Among the entries below, tally each line containing "least"; respond with the total only.

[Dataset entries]
- Opening Delimiter -

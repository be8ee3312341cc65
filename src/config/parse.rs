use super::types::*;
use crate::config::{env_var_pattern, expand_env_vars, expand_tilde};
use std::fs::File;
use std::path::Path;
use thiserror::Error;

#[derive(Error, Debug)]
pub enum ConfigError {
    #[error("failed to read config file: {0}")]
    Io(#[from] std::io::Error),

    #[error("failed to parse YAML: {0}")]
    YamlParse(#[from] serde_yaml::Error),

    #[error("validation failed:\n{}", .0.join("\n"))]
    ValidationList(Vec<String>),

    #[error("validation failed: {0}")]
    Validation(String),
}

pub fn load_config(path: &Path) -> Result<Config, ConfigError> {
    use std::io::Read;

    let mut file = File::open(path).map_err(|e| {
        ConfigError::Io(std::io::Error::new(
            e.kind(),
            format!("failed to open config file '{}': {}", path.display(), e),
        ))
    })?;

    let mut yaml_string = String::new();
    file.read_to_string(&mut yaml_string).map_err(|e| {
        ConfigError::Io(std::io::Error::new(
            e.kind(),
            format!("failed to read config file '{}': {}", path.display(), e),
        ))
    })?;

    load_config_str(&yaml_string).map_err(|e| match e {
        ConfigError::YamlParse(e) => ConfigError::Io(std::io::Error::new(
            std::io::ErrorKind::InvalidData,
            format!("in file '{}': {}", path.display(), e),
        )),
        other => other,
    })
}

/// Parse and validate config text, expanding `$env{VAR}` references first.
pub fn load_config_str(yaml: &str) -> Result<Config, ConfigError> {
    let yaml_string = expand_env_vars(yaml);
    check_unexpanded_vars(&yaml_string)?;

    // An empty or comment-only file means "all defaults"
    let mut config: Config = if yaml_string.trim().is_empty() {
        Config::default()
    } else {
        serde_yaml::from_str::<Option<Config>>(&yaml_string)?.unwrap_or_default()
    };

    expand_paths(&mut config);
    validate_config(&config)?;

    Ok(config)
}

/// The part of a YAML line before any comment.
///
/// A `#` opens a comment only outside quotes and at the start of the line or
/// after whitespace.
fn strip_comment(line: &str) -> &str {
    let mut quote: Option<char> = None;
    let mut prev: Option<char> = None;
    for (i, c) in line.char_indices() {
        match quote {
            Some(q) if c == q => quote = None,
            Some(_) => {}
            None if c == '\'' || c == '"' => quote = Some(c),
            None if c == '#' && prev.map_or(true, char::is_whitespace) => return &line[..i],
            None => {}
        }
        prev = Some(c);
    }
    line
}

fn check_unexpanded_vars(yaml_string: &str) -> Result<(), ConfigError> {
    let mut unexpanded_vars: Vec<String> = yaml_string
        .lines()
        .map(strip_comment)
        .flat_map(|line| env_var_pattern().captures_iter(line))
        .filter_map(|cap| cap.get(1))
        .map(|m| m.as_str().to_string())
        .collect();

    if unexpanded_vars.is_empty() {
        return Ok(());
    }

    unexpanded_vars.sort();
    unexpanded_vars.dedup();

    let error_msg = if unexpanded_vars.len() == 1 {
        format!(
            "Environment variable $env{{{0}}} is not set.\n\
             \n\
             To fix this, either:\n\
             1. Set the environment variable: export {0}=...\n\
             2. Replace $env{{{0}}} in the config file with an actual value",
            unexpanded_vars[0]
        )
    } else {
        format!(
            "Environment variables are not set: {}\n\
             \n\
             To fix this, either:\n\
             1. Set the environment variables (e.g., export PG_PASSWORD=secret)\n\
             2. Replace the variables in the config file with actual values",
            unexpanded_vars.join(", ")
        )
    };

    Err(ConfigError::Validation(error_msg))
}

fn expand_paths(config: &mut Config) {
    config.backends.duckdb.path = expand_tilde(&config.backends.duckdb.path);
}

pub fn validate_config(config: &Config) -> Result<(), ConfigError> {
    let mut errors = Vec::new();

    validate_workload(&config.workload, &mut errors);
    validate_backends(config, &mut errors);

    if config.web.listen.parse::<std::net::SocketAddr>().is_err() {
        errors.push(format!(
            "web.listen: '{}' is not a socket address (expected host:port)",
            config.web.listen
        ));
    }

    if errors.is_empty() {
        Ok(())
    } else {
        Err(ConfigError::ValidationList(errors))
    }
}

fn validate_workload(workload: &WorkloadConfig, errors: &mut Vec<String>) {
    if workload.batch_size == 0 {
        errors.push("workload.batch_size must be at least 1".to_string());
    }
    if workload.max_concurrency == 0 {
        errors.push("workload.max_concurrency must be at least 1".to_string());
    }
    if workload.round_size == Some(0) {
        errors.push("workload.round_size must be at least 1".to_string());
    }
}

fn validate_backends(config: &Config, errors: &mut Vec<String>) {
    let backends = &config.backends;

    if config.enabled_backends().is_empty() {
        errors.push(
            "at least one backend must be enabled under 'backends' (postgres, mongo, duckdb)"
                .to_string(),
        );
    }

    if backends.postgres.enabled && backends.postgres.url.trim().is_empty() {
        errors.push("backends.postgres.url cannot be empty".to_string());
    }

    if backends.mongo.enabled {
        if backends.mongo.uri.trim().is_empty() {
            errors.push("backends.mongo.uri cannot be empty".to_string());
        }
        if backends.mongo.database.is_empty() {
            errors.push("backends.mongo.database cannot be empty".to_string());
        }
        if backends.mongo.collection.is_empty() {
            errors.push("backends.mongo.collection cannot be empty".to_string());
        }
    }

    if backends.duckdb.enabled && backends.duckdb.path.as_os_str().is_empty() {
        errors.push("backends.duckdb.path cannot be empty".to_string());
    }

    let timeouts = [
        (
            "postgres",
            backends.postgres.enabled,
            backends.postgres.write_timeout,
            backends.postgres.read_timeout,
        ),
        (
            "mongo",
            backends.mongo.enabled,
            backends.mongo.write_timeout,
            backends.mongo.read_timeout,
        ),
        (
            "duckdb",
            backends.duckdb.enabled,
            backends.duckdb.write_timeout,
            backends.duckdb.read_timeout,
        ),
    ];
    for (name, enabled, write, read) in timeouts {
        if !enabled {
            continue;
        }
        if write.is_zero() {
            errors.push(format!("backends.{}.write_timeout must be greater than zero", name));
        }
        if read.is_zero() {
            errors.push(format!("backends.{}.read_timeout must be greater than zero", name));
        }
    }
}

- Closing Delimiter -

# EXPECTED OUTPUT
4